Oracle a publié son Critical Patch Update Pre-Release Announcement pour janvier 2025, annonçant à l'avance les mises à jour de sécurité cruciales dont la publication est prévue pour le mardi 21 janvier 2025. Cette mise à jour devrait corriger un nombre important de vulnérabilités dans l'ensemble du portefeuille de produits d'Oracle.

Principaux points de la mise à jour :

1-      Serveur de base de données Oracle

La mise à jour introduit cinq nouveaux correctifs de sécurité pour le serveur de base de données Oracle, avec deux vulnérabilités exploitables à distance sans authentification. Le score de base CVSS v3.1 le plus élevé est de 7,5, ce qui souligne le risque potentiel pour les systèmes concernés. Les versions prises en charge sont Oracle Database Server 19.x, 21.x et 23.x.

2-      Applications Oracle Communications

Avec 86 nouveaux correctifs de sécurité, dont 59 sont exploitables à distance, cette catégorie présente l'une des vulnérabilités les plus importantes. Le score CVSS maximal est de 9,8, ce qui reflète des risques critiques. Les produits impactés sont Oracle Communications Cloud Native Core, Unified Data Repository, et Session Border Controller.

3-      Oracle MySQL

La mise à jour couvre 39 nouveaux correctifs de sécurité pour les produits Oracle MySQL, dont quatre sont exploitables à distance.

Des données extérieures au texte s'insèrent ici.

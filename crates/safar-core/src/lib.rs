//! Safar core crate - shared types, errors, and configuration.
//!
//! Holds the booking domain value types exchanged between the transport
//! layer, the turn orchestrator, and the model gateway, plus the top-level
//! error enum and the TOML configuration loader.

pub mod config;
pub mod error;
pub mod types;

pub use config::SafarConfig;
pub use error::{Result, SafarError};
pub use types::{
    AssistantReply, BookingPatch, BookingSnapshot, FunctionCallOutcome, FunctionCallRequest,
    FunctionOutcome, TurnRequest,
};
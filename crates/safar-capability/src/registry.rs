//! Capability trait and name-keyed registry.
//!
//! The registry is the leaf the function dispatcher resolves against:
//! unknown names fail explicitly instead of silently vanishing.

use std::collections::HashMap;
use std::sync::Arc;

use async_trait::async_trait;
use serde::Serialize;
use serde_json::Value;

use crate::error::CapabilityError;
use crate::handler::{
    AvailableBusesHandler, AvailableSeatsHandler, ReservationHandler, SeatAvailabilityHandler,
};
use crate::timetable::Timetable;

/// Declared shape of a capability, advertised to the model as a callable
/// tool. `parameters` is a JSON-schema object.
#[derive(Debug, Clone, Serialize)]
pub struct FunctionDeclaration {
    pub name: String,
    pub description: String,
    pub parameters: Value,
}

/// An external operation the model may request by name with structured
/// arguments.
#[async_trait]
pub trait Capability: Send + Sync {
    /// Registered function name.
    fn name(&self) -> &'static str;

    /// Declaration advertised to the model.
    fn declaration(&self) -> FunctionDeclaration;

    /// Invoke with the model-supplied arguments.
    async fn invoke(&self, args: &serde_json::Map<String, Value>)
        -> Result<Value, CapabilityError>;
}

/// Mapping from function name to handler implementation.
#[derive(Default)]
pub struct CapabilityRegistry {
    handlers: HashMap<&'static str, Arc<dyn Capability>>,
}

impl CapabilityRegistry {
    /// Create an empty registry.
    pub fn new() -> Self {
        Self {
            handlers: HashMap::new(),
        }
    }

    /// Register a capability. Replaces any handler already registered
    /// under the same name.
    pub fn register(&mut self, capability: Arc<dyn Capability>) {
        self.handlers.insert(capability.name(), capability);
    }

    /// Register the four booking capabilities against a shared timetable.
    pub fn register_defaults(&mut self, timetable: Arc<Timetable>) {
        self.register(Arc::new(AvailableBusesHandler::new(Arc::clone(&timetable))));
        self.register(Arc::new(AvailableSeatsHandler::new(Arc::clone(&timetable))));
        self.register(Arc::new(SeatAvailabilityHandler::new(Arc::clone(
            &timetable,
        ))));
        self.register(Arc::new(ReservationHandler::new(timetable)));
    }

    /// Look up a handler by name.
    pub fn get(&self, name: &str) -> Option<Arc<dyn Capability>> {
        self.handlers.get(name).cloned()
    }

    /// Resolve and invoke a capability by name. An unregistered name is
    /// an explicit `Unknown` error, never silently ignored.
    pub async fn invoke(
        &self,
        name: &str,
        args: &serde_json::Map<String, Value>,
    ) -> Result<Value, CapabilityError> {
        match self.get(name) {
            Some(handler) => handler.invoke(args).await,
            None => Err(CapabilityError::Unknown(name.to_string())),
        }
    }

    /// Declarations for every registered capability, in stable name order.
    pub fn declarations(&self) -> Vec<FunctionDeclaration> {
        let mut declarations: Vec<FunctionDeclaration> =
            self.handlers.values().map(|h| h.declaration()).collect();
        declarations.sort_by(|a, b| a.name.cmp(&b.name));
        declarations
    }

    /// Number of registered capabilities.
    pub fn len(&self) -> usize {
        self.handlers.len()
    }

    pub fn is_empty(&self) -> bool {
        self.handlers.is_empty()
    }
}
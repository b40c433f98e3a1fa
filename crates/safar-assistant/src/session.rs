//! In-memory session store.
//!
//! Maps opaque chat ids to live model sessions. Sessions exist only for
//! the process lifetime; a restart loses them all and clients simply get
//! fresh ids. Each entry is wrapped in its own async mutex so that two
//! requests carrying the same chat id serialize against each other
//! without blocking unrelated sessions.

use std::collections::HashMap;
use std::sync::{Arc, Mutex};

use chrono::Utc;
use uuid::Uuid;

use crate::error::AssistantError;
use crate::gateway::{ModelGateway, SessionHandle};

/// One stored session: the opaque gateway handle plus bookkeeping.
pub struct SessionEntry {
    pub handle: SessionHandle,
    last_used_at: i64,
}

impl SessionEntry {
    fn new(handle: SessionHandle) -> Self {
        Self {
            handle,
            last_used_at: Utc::now().timestamp(),
        }
    }

    fn is_expired(&self, ttl_minutes: u32) -> bool {
        let age_secs = Utc::now().timestamp().saturating_sub(self.last_used_at);
        age_secs >= i64::from(ttl_minutes) * 60
    }

    fn touch(&mut self) {
        self.last_used_at = Utc::now().timestamp();
    }
}

/// Outcome of resolving a chat id against the store.
pub struct ResolvedSession {
    /// The id the reply must echo back; freshly minted when no usable
    /// session existed.
    pub chat_id: String,
    pub entry: Arc<tokio::sync::Mutex<SessionEntry>>,
    pub is_new: bool,
}

/// Keyed map of live sessions with lazy TTL expiry.
pub struct SessionStore {
    entries: Mutex<HashMap<String, Arc<tokio::sync::Mutex<SessionEntry>>>>,
    ttl_minutes: u32,
}

impl SessionStore {
    pub fn new(ttl_minutes: u32) -> Self {
        Self {
            entries: Mutex::new(HashMap::new()),
            ttl_minutes,
        }
    }

    /// Resolve a chat id to a live session, creating one when the id is
    /// absent, unknown, or expired.
    ///
    /// Expiry is checked on access; there is no background sweeper. A
    /// presented id that has expired is dropped and replaced by a fresh
    /// session under a fresh id, never resurrected.
    pub async fn get_or_create(
        &self,
        chat_id: Option<&str>,
        gateway: &dyn ModelGateway,
        system_instruction: &str,
    ) -> Result<ResolvedSession, AssistantError> {
        if let Some(id) = chat_id {
            let existing = {
                let mut entries = self.entries.lock().expect("session map lock poisoned");
                match entries.get(id) {
                    Some(entry) => {
                        // Peek at expiry without waiting on the entry's own
                        // lock; a stale timestamp here only delays expiry by
                        // one turn.
                        let expired = entry
                            .try_lock()
                            .map(|guard| guard.is_expired(self.ttl_minutes))
                            .unwrap_or(false);
                        if expired {
                            tracing::info!(chat_id = %id, "Dropping expired session");
                            entries.remove(id);
                            None
                        } else {
                            Some(Arc::clone(entry))
                        }
                    }
                    None => None,
                }
            };

            if let Some(entry) = existing {
                entry.lock().await.touch();
                tracing::debug!(chat_id = %id, "Reusing existing session");
                return Ok(ResolvedSession {
                    chat_id: id.to_string(),
                    entry,
                    is_new: false,
                });
            }
            tracing::info!(chat_id = %id, "Presented chat id has no live session, starting fresh");
        }

        // Start the session outside the map lock; the gateway call may
        // take a network round trip.
        let handle = gateway.start_session(system_instruction).await?;
        let id = Uuid::new_v4().to_string();
        let entry = Arc::new(tokio::sync::Mutex::new(SessionEntry::new(handle)));

        self.entries
            .lock()
            .expect("session map lock poisoned")
            .insert(id.clone(), Arc::clone(&entry));

        tracing::info!(chat_id = %id, "Started new session");
        Ok(ResolvedSession {
            chat_id: id,
            entry,
            is_new: true,
        })
    }

    /// Number of live entries (expired ones included until next access).
    pub fn len(&self) -> usize {
        self.entries.lock().expect("session map lock poisoned").len()
    }

    pub fn is_empty(&self) -> bool {
        self.len() == 0
    }
}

Le score CVSS le plus élevé est 9.1, affectant les versions 8.0.40 et antérieures de MySQL Server.

4-      Applications Oracle Financial Services

Cette catégorie couvre 32 vulnérabilités, dont 24 sont exploitables à distance. Le score CVSS maximal est de 9,8, ce qui indique de graves menaces pour des produits tels qu'Oracle Banking et Compliance Studio.

5-      Oracle Fusion Middleware

Au total, 21 correctifs ont été publiés pour Fusion Middleware, dont 17 sont exploitables à distance. Des produits tels que Oracle WebLogic Server et Identity Manager sont concernés, avec un score CVSS allant jusqu'à 9,8.

Les vulnérabilités les plus graves sont celles qui affectent Oracle Communications Applications et Fusion Middleware, chacune atteignant un score CVSS de 9,8. Ces vulnérabilités pourraient permettre à des attaquants d'exploiter des systèmes sur un réseau sans nécessiter d'authentification.

« En raison de la menace que représente une attaque réussie, Oracle recommande vivement à ses clients d'appliquer les correctifs de la Critical Patch Update dès que possible », indique l'annonce de préversion.